The extent to which Little League baseball is seen as a crucially competitive affair versus a way for children to have fun and get exercise will have an obvious effect on the possibility of winning championships, and Taiwan took this REALLY seriously in the past. This remains the case; some districts produce exceptional teams simply because that’s where the coaches, organizers, and parents take it really, probably TOO, seriously. If you have one place where the parents are just fricking nuts about it and spend a zillion bucks on sending Tommy to baseball camp and push for winning winning winning, and another where the parents are pretty casual about it and just see Little League as a way to get Henry out of the house, who do you think’s gonna win?
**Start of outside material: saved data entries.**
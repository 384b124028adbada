//! Time interval model and related types.
//!
//! A [`TimeInterval`] is a named work-time template: when work starts, how
//! long it lasts, the breaks inside it, how far around entry and exit a
//! punch is still accepted, the lateness allowances, and the overtime tiers.
//! The exit is never stored as a time of day; it is always derived as an
//! offset from the entry so shifts crossing midnight need no special case.

use chrono::{Duration, NaiveTime, Timelike};
use rust_decimal::Decimal;
use serde::{Deserialize, Serialize};

use crate::error::{EngineError, EngineResult};

/// Maximum number of overtime tiers a time interval may declare.
pub const MAX_OVERTIME_LEVELS: usize = 3;

/// A break allowance inside a time interval.
///
/// Breaks are positioned as an offset from the interval entry, not as a
/// time of day.
#[derive(Debug, Clone, PartialEq, Eq, Serialize, Deserialize)]
pub struct BreakWindow {
    /// Label for the break (e.g. "lunch").
    #[serde(default)]
    pub name: String,
    /// Minutes after entry at which the break starts.
    pub offset_minutes: u32,
    /// Length of the break in minutes.
    pub duration_minutes: u32,
    /// Whether the break is paid (true) or unpaid (false).
    #[serde(default)]
    pub is_paid: bool,
}

/// Punch-window margins around the expected entry and exit, in minutes.
///
/// The entry window is `[entry - entry_from, entry + entry_to]` and the exit
/// window is `[exit - exit_from, exit + exit_to]`.
#[derive(Debug, Clone, Copy, Default, PartialEq, Eq, Serialize, Deserialize)]
pub struct PunchMargins {
    /// Minutes before the expected entry at which entry punches are accepted.
    pub entry_from: u32,
    /// Minutes after the expected entry until which entry punches are accepted.
    pub entry_to: u32,
    /// Minutes before the expected exit at which exit punches are accepted.
    pub exit_from: u32,
    /// Minutes after the expected exit until which exit punches are accepted.
    pub exit_to: u32,
}

/// One overtime tier.
///
/// Extra worked minutes past `after_minutes` fall into this level until the
/// next level's threshold is reached.
#[derive(Debug, Clone, PartialEq, Eq, Serialize, Deserialize)]
pub struct OvertimeLevel {
    /// Tier number, 1 to 3.
    pub level: u8,
    /// Extra minutes after which this tier starts.
    pub after_minutes: u32,
    /// Pay multiplier for this tier as a percentage (e.g. 150).
    pub percentage: Decimal,
}

/// A work-time template.
///
/// # Example
///
/// ```
/// use attendance_engine::models::{PunchMargins, TimeInterval};
/// use chrono::NaiveTime;
///
/// let night = TimeInterval {
///     id: "night".to_string(),
///     name: "Night".to_string(),
///     entry_time: NaiveTime::from_hms_opt(22, 0, 0).unwrap(),
///     duration_minutes: 480,
///     breaks: vec![],
///     margins: PunchMargins::default(),
///     overtime_levels: vec![],
///     allow_late_minutes: 10,
///     allow_early_leave_minutes: 0,
/// };
///
/// assert_eq!(night.exit_time(), NaiveTime::from_hms_opt(6, 0, 0).unwrap());
/// assert!(night.crosses_midnight());
/// ```
#[derive(Debug, Clone, PartialEq, Eq, Serialize, Deserialize)]
pub struct TimeInterval {
    /// Unique identifier for the interval.
    pub id: String,
    /// Display name.
    #[serde(default)]
    pub name: String,
    /// Expected entry time of day.
    pub entry_time: NaiveTime,
    /// Length of the interval in minutes, breaks included.
    pub duration_minutes: u32,
    /// Break allowances.
    #[serde(default)]
    pub breaks: Vec<BreakWindow>,
    /// Punch-window margins.
    #[serde(default)]
    pub margins: PunchMargins,
    /// Overtime tiers, ordered by level.
    #[serde(default)]
    pub overtime_levels: Vec<OvertimeLevel>,
    /// Lateness (in minutes) still classified as punctual.
    #[serde(default)]
    pub allow_late_minutes: u32,
    /// Early departure (in minutes) tolerated before it is recorded.
    #[serde(default)]
    pub allow_early_leave_minutes: u32,
}

impl TimeInterval {
    /// The computed exit time of day (entry + duration, wrapping at midnight).
    pub fn exit_time(&self) -> NaiveTime {
        let (exit, _) = self
            .entry_time
            .overflowing_add_signed(Duration::minutes(i64::from(self.duration_minutes)));
        exit
    }

    /// Returns true if the exit falls on a later calendar day than the entry.
    pub fn crosses_midnight(&self) -> bool {
        let entry_minutes = i64::from(self.entry_time.num_seconds_from_midnight() / 60);
        entry_minutes + i64::from(self.duration_minutes) > 24 * 60
    }

    /// Total unpaid break minutes.
    pub fn unpaid_break_minutes(&self) -> i64 {
        self.breaks
            .iter()
            .filter(|b| !b.is_paid)
            .map(|b| i64::from(b.duration_minutes))
            .sum()
    }

    /// Minutes the employee is expected to work (duration minus unpaid breaks).
    pub fn expected_worked_minutes(&self) -> i64 {
        i64::from(self.duration_minutes) - self.unpaid_break_minutes()
    }

    /// Checks the interval for internal consistency.
    ///
    /// Rejects a zero duration, breaks that extend past the end of the
    /// interval, more than three overtime tiers, tiers outside 1..=3 and
    /// tier thresholds that do not strictly increase.
    pub fn validate(&self) -> EngineResult<()> {
        let invalid = |message: String| EngineError::InvalidTimeInterval {
            interval_id: self.id.clone(),
            message,
        };

        if self.duration_minutes == 0 {
            return Err(invalid("duration must be positive".to_string()));
        }

        for b in &self.breaks {
            let break_end = u64::from(b.offset_minutes) + u64::from(b.duration_minutes);
            if break_end > u64::from(self.duration_minutes) {
                return Err(invalid(format!(
                    "break '{}' ends after the interval",
                    b.name
                )));
            }
        }

        if self.overtime_levels.len() > MAX_OVERTIME_LEVELS {
            return Err(invalid(format!(
                "at most {} overtime levels are allowed, got {}",
                MAX_OVERTIME_LEVELS,
                self.overtime_levels.len()
            )));
        }

        let mut previous: Option<&OvertimeLevel> = None;
        for level in &self.overtime_levels {
            if !(1..=MAX_OVERTIME_LEVELS as u8).contains(&level.level) {
                return Err(invalid(format!("overtime level {} out of range", level.level)));
            }
            if let Some(prev) = previous {
                if level.level <= prev.level || level.after_minutes <= prev.after_minutes {
                    return Err(invalid(
                        "overtime levels must be ordered with increasing thresholds".to_string(),
                    ));
                }
            }
            previous = Some(level);
        }

        Ok(())
    }
}

/// Parses a time-of-day string in `HH:MM` or `HH:MM:SS` form.
///
/// `entity` names the record the value came from and is carried into the
/// error.
///
/// # Example
///
/// ```
/// use attendance_engine::models::parse_time_of_day;
/// use chrono::NaiveTime;
///
/// let t = parse_time_of_day("07:30", "interval 'early'").unwrap();
/// assert_eq!(t, NaiveTime::from_hms_opt(7, 30, 0).unwrap());
/// assert!(parse_time_of_day("7h30", "interval 'early'").is_err());
/// ```
pub fn parse_time_of_day(value: &str, entity: &str) -> EngineResult<NaiveTime> {
    let trimmed = value.trim();
    NaiveTime::parse_from_str(trimmed, "%H:%M:%S")
        .or_else(|_| NaiveTime::parse_from_str(trimmed, "%H:%M"))
        .map_err(|_| EngineError::MalformedTimeOfDay {
            entity: entity.to_string(),
            value: value.to_string(),
        })
}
Coaching. The difference in Little League between a coach who is a trained, skilled expert in teaching boys to play baseball, and a coach who got the job because he was the guy who was available, is almost impossible to overstate. A hand picked expect coach can turn a shitty Little League team into a contender for district champ in a month. Baseball is an inherently skill-difficult game and a coach who knows how to impart skills upon young boys will improve them as ballplayers with astounding speed, while a coach who does not know how to do this will see his team flail. Children between the ages of 11 and 13 should visibly improve as ballplayers within the span of a single season. They are that easily trained, and a great coach will simply outpace the inferior coaches. While the kids change out over a couple of years on a team, the COACH does not. The coach is far and away more important than any player.
Obviously all of these things work in tandem, and they happened to all work together in Taiwan.